§ Exercise directions
The answer must consist of each line below that contains the string "bottom".

§ Dataset excerpts
*** Begin section ***
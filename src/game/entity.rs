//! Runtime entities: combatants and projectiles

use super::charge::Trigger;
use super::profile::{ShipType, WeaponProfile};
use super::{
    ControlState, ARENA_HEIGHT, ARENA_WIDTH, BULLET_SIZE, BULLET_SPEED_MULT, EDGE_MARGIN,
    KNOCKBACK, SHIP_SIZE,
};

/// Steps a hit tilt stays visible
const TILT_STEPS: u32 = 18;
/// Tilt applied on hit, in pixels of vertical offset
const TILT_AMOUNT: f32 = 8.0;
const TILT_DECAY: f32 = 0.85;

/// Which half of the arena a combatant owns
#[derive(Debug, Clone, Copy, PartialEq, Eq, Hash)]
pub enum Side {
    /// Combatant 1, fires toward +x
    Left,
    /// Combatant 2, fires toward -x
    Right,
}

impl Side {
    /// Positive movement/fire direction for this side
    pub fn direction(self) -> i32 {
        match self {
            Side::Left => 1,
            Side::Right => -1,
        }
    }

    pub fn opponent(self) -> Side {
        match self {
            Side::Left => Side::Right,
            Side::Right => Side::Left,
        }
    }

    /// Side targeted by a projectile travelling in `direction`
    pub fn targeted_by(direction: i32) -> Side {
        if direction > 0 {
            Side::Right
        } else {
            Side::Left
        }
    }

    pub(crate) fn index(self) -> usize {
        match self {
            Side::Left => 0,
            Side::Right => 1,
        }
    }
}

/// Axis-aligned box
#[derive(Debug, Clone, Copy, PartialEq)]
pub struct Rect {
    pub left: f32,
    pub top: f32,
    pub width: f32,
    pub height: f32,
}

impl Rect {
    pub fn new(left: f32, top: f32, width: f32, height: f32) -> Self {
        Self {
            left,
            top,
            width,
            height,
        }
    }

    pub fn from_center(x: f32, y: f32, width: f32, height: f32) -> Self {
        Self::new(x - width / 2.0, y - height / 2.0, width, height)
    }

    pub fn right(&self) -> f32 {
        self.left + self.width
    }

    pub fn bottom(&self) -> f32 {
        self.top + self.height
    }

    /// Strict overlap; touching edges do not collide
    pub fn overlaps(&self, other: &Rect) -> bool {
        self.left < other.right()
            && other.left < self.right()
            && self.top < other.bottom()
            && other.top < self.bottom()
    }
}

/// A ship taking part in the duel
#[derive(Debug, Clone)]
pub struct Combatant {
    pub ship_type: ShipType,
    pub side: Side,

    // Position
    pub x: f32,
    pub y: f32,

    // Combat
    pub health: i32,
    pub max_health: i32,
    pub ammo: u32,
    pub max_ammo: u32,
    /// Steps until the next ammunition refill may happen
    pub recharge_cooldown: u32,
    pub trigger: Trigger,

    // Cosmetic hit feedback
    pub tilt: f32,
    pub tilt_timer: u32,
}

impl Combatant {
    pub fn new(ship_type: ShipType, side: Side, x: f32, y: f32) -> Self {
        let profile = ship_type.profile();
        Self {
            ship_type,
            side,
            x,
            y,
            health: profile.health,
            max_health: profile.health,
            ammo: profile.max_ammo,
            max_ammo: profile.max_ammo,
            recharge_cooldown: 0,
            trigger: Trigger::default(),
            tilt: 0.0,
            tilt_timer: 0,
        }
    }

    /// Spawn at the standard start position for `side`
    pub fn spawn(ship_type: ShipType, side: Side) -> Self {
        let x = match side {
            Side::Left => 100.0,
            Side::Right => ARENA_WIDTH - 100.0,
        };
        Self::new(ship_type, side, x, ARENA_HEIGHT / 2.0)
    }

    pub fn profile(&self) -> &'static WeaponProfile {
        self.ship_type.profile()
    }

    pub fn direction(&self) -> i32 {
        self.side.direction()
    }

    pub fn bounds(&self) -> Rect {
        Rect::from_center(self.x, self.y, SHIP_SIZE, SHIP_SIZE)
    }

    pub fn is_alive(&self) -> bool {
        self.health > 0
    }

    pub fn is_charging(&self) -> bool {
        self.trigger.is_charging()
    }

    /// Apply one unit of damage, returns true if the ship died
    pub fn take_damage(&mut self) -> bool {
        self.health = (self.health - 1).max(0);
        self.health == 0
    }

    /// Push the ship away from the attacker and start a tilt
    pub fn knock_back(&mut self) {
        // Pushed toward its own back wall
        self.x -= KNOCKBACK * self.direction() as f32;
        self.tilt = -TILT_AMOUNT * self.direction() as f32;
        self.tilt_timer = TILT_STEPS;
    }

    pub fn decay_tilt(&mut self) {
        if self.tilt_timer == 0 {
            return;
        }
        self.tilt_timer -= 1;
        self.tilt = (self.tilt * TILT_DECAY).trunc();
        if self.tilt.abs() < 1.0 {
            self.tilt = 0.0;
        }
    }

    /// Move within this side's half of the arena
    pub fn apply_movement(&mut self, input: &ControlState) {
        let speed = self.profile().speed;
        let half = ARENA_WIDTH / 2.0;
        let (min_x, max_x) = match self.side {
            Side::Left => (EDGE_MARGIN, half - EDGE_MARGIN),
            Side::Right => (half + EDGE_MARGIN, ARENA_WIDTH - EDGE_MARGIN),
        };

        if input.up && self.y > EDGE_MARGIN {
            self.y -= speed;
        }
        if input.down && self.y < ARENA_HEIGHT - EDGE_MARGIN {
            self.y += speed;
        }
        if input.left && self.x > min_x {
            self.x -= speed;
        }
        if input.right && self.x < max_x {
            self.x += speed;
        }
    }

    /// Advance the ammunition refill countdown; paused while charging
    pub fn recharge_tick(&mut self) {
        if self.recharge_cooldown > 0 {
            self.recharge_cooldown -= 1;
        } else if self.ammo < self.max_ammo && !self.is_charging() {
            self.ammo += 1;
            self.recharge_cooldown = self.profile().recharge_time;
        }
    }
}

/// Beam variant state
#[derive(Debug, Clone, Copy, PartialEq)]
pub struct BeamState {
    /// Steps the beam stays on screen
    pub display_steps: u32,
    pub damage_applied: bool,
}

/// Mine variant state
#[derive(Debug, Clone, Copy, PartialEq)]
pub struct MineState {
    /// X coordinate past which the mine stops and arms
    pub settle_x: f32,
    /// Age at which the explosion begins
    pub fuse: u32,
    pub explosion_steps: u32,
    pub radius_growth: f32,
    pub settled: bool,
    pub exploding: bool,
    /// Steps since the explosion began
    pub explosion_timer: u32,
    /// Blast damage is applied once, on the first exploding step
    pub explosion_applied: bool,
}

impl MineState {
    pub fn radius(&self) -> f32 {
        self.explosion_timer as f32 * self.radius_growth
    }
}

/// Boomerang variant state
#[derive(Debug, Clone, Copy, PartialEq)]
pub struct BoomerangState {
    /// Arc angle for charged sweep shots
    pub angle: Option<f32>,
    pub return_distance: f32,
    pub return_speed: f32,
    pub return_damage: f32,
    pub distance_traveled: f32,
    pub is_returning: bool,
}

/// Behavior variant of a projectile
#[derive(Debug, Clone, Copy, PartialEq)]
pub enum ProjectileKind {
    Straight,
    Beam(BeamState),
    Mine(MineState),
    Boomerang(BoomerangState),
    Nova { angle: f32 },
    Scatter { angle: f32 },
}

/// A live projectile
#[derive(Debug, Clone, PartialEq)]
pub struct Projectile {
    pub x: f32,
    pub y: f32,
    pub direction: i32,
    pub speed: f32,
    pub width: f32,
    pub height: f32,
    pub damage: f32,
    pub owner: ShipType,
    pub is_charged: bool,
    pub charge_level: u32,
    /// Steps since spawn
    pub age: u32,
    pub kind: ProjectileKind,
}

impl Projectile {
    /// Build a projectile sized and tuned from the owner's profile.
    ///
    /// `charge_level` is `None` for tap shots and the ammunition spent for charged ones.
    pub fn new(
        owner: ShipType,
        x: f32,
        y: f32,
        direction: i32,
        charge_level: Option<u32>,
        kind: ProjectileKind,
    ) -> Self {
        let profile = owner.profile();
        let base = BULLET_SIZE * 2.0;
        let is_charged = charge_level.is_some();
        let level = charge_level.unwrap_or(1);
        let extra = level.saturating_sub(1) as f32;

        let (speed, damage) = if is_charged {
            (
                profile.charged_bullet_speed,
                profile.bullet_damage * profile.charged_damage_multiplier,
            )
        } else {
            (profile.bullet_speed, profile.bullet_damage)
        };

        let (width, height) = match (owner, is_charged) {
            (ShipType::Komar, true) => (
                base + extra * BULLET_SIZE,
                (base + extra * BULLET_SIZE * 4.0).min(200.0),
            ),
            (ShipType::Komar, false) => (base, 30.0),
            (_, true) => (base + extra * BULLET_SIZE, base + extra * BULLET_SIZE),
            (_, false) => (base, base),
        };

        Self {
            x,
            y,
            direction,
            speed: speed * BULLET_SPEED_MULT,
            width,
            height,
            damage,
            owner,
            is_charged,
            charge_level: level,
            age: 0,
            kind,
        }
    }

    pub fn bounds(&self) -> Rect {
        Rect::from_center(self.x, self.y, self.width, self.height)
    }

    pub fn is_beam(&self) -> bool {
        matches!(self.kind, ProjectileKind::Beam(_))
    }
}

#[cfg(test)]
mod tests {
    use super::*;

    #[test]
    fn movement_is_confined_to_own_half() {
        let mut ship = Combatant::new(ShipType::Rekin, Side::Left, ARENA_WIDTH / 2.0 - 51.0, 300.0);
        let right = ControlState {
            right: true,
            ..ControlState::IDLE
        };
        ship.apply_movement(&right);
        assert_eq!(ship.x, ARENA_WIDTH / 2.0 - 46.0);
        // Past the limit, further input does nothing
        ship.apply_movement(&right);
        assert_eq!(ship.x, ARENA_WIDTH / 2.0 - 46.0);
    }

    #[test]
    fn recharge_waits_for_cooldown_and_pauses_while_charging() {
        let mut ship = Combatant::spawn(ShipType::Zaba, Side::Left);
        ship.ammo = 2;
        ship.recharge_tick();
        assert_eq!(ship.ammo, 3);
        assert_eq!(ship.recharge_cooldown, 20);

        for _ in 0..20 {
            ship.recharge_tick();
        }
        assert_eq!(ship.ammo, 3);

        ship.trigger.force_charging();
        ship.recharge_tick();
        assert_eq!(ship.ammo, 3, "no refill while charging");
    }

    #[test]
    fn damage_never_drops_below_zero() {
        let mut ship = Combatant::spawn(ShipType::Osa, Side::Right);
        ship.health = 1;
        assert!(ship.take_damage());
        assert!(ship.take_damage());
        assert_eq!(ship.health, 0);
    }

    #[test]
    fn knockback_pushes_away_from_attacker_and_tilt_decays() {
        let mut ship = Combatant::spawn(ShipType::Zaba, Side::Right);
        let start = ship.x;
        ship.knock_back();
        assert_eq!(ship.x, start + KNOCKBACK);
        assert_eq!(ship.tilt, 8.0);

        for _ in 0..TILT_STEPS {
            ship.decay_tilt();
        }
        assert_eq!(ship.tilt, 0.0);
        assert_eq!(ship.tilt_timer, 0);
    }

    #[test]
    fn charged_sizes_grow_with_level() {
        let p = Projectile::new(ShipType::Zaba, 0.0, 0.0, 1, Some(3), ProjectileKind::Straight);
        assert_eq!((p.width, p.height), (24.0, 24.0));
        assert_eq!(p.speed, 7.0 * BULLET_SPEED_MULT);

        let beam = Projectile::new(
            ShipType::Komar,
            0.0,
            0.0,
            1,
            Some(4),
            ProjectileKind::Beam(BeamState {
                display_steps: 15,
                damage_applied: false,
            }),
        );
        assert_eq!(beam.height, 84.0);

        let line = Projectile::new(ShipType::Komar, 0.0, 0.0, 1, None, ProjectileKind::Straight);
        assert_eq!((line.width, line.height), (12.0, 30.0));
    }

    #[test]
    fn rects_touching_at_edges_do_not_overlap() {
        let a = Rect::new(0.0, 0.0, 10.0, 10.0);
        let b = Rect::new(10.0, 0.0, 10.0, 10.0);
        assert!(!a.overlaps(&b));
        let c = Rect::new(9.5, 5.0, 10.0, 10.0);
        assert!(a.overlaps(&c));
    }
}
*** End section ***
*** Begin section ***
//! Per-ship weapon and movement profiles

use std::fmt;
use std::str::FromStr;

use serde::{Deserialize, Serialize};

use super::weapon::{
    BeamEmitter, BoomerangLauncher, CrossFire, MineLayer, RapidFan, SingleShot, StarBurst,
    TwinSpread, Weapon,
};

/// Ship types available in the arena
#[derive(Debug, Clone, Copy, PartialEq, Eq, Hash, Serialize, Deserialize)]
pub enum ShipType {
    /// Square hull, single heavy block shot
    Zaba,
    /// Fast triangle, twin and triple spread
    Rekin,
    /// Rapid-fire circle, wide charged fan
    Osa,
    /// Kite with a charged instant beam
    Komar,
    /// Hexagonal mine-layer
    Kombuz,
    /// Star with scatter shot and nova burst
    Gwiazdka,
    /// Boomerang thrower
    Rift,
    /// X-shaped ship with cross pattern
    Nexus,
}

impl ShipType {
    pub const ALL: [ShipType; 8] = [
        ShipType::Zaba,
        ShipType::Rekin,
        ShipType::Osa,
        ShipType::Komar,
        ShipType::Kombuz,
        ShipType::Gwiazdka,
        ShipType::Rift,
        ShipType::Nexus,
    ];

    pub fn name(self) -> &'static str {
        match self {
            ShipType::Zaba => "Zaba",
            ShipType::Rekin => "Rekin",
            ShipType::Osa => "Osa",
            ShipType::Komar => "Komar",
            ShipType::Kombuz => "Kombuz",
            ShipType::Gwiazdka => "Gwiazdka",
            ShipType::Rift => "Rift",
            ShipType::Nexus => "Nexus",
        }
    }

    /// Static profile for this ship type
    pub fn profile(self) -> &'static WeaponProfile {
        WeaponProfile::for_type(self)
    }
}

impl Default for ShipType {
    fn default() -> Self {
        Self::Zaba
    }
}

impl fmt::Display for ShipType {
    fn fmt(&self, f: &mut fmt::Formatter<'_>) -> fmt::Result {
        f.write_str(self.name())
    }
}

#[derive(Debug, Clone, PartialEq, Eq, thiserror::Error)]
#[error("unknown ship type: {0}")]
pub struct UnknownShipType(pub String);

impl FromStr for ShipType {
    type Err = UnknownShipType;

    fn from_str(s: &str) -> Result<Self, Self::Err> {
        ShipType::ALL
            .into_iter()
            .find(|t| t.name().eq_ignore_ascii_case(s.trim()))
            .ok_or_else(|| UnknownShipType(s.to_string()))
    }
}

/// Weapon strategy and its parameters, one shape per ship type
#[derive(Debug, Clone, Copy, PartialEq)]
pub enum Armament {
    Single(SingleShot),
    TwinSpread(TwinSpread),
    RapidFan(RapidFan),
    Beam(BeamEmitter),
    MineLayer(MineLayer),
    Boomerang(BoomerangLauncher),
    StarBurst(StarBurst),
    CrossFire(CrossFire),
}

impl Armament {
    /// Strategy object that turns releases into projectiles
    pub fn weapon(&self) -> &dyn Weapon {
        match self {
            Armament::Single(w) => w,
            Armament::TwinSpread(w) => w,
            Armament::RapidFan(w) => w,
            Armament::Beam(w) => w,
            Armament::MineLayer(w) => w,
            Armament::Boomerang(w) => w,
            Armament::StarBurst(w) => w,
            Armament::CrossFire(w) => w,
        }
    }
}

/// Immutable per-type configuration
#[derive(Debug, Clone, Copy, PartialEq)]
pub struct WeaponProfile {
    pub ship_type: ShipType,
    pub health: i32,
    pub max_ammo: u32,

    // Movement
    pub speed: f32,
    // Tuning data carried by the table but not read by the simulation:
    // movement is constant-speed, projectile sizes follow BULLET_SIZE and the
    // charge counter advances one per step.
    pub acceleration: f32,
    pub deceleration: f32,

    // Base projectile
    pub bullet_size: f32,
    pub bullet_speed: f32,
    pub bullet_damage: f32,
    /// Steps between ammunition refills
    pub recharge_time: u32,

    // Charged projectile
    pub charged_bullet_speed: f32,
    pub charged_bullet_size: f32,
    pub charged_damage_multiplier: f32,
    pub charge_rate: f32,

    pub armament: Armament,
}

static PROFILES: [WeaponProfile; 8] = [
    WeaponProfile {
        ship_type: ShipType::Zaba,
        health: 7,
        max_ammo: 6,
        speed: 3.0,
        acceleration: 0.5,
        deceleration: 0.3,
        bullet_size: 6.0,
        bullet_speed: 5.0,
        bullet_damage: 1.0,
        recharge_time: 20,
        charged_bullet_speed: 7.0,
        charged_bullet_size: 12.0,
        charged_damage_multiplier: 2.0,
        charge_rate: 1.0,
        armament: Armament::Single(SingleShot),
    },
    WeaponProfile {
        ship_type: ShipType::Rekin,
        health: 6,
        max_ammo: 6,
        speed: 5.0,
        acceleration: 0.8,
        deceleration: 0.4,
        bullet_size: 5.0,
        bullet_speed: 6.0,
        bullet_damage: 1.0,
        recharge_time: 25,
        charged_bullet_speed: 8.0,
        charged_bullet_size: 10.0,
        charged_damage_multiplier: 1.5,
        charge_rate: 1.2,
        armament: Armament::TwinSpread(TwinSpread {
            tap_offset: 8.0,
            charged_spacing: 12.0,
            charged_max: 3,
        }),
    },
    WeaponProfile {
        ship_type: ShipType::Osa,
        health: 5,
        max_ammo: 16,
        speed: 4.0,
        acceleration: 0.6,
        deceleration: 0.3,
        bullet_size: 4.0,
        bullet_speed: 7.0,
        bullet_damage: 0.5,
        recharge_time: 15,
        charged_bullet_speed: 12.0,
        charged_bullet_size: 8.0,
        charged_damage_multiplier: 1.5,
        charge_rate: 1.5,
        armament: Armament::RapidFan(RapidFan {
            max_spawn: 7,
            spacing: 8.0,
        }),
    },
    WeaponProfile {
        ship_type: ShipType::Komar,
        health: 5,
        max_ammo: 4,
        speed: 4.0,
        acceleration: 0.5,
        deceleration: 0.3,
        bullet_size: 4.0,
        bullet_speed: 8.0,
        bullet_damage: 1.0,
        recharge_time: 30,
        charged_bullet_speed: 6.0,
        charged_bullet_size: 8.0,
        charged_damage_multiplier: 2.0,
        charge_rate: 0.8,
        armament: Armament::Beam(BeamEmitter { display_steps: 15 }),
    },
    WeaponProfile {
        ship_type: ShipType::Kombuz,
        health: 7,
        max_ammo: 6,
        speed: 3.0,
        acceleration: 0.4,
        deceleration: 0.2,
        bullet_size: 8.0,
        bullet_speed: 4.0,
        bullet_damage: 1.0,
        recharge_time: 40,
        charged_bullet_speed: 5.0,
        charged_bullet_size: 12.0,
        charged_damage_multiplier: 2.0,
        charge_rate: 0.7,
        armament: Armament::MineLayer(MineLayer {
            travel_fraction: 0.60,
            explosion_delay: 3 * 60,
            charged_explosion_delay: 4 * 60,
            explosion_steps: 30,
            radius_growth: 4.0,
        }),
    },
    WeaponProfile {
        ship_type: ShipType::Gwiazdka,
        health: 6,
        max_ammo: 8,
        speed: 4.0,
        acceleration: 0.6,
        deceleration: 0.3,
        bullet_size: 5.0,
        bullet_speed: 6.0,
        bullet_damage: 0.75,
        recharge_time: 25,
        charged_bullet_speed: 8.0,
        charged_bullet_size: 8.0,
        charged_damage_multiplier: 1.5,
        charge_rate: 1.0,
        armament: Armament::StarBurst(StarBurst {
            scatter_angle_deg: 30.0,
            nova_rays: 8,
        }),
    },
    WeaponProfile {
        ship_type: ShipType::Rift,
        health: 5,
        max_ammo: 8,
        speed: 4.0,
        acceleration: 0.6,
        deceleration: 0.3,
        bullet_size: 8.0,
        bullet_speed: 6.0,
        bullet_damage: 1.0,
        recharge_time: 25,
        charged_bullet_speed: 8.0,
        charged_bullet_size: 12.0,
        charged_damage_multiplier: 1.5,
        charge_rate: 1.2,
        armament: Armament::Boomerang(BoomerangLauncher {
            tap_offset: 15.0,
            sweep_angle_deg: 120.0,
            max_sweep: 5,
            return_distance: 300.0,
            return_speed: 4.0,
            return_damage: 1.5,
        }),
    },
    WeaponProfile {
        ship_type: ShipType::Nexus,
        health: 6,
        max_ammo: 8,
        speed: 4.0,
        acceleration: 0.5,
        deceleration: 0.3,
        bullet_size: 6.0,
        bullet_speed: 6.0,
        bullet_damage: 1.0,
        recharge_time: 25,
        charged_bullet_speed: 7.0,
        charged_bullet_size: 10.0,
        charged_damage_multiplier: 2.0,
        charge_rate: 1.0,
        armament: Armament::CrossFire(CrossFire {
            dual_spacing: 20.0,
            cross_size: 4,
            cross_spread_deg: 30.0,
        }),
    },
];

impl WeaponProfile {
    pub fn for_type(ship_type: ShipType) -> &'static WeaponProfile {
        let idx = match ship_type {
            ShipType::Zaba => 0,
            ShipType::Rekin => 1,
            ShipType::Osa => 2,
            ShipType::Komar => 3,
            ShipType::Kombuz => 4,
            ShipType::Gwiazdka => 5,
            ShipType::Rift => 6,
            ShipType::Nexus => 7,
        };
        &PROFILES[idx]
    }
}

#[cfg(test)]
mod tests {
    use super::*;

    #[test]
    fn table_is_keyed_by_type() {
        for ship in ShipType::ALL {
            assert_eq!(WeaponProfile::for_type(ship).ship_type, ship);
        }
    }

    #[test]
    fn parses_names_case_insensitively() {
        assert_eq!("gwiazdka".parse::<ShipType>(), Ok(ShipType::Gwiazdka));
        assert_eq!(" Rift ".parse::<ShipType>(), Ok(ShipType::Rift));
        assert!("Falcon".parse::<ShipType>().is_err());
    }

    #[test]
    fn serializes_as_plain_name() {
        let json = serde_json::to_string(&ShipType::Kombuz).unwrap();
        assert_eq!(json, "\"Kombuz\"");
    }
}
*** End section ***
§ Your solution
    pub fn bottom(&self) -> f32 {
            && self.top < other.bottom()
            && other.top < self.bottom()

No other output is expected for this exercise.